This analysis shows in which specific fields – energy, digital technology, trade, financial power and security – the structural power asymmetry between the US and the EU is visible today, how it works and what strategic consequences this has for European companies and politics.
From allies and previous participants: The nature of the transatlantic relationship
The narrative of the "West" as a values-based community of equal democracies is politically useful, but analytically deceptive. Since the end of World War II, the USA has indeed played a decisive role in shaping the liberal world order – but always in such a way that it remained the primary beneficiary of this order. The Marshall Plan was not an act of pure generosity, but rather paved the way for American export markets and Washington's influence in Europe. NATO was never an alliance of equals, but a hierarchical system that institutionalized American claims to leadership.
This fundamental structure has persisted to this day.

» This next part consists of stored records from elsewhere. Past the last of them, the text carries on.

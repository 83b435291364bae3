use serde::{Deserialize, Serialize};
use strum_macros::{Display, EnumString};

/// Role on the membership edge between a user and an organization.
/// The same user can be `owner` in one organization and `member` in another.
#[derive(Debug, Clone, Copy, PartialEq, Eq, Hash, Serialize, Deserialize, Display, EnumString)]
#[serde(rename_all = "lowercase")]
#[strum(serialize_all = "lowercase")]
pub enum OrganizationRole {
    Owner,
    Admin,
    Member,
}

impl OrganizationRole {
    /// Human label for templates.
    pub fn label(&self) -> &'static str {
        match self {
            OrganizationRole::Owner => "オーナー",
            OrganizationRole::Admin => "管理者",
            OrganizationRole::Member => "メンバー",
        }
    }
}

#[cfg(test)]
mod tests {
    use super::*;

    #[test]
    fn parses_lowercase_names() {
        assert_eq!("owner".parse::<OrganizationRole>().unwrap(), OrganizationRole::Owner);
        assert_eq!("admin".parse::<OrganizationRole>().unwrap(), OrganizationRole::Admin);
        assert_eq!(OrganizationRole::Member.to_string(), "member");
    }

    #[test]
    fn rejects_unknown_roles() {
        assert!("viewer".parse::<OrganizationRole>().is_err());
        assert!("Owner ".parse::<OrganizationRole>().is_err());
    }
}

It is barely noticeable in calm times because the interests of both sides largely converge. But in times of tension – under President Trump, amidst trade conflicts and energy crises – it becomes ruthlessly apparent. This is not fraud in the legal sense, nor is it a breach of treaties. It is the exploitation of structural superiority in areas where Europe is simply weaker.
The EU is the world's largest single market, but politically fragmented, militarily dependent, digitally lagging, and chronically lacking sovereignty in energy policy. This combination of economic size and political weakness makes Europe the ideal partner for American hegemonic interests: large enough to be significant as a market and payer; weak enough not to constitute a serious counterweight.
Liquefied gas as leverage: How energy became a weapon
The shift was dramatic. As recently as 2021, EU member states sourced only around five percent of their natural gas from the US. Following Russia's invasion of Ukraine and the near-complete cessation of Russian pipeline deliveries, this ratio has fundamentally changed. In the third quarter of 2025, almost 60 percent of all European LNG imports by ship came from the US – the highest figure ever recorded. According to an analysis by the Institute for Energy Economics and Financial Analysis (IEEFA), Europe could source nearly two-thirds of its LNG imports from the US in 2026. For certain import terminals, the dependency is even more pronounced: at the German LNG ports in Wilhelmshaven, Brunsbüttel, and Mukran, the US share reached 96 percent in 2025.
These figures tell a story that goes far beyond mere market dynamics. The transition from Russian pipelines to American liquefied natural gas (LNG) was celebrated by European governments as diversification. In reality, it is initially a swap of one dependency for another. The difference lies in the nature of the dependency: Russian pipeline gas was a geopolitically risky but price-stable infrastructure connection. US LNG is more market-driven – but this market is politically overlaid.
The Trump administration openly used LNG exports as a foreign policy tool. Under the trade and tariff agreement negotiated in July 2025 between EU Commission President Ursula von der Leyen and President Trump, the EU declared its intention to purchase $750 billion worth of energy products from the US by the end of 2028. This would represent a tripling of current US energy imports – a commitment that energy experts consider "absolutely unrealistic," but one that demonstrates the extent of political capitulation in this area.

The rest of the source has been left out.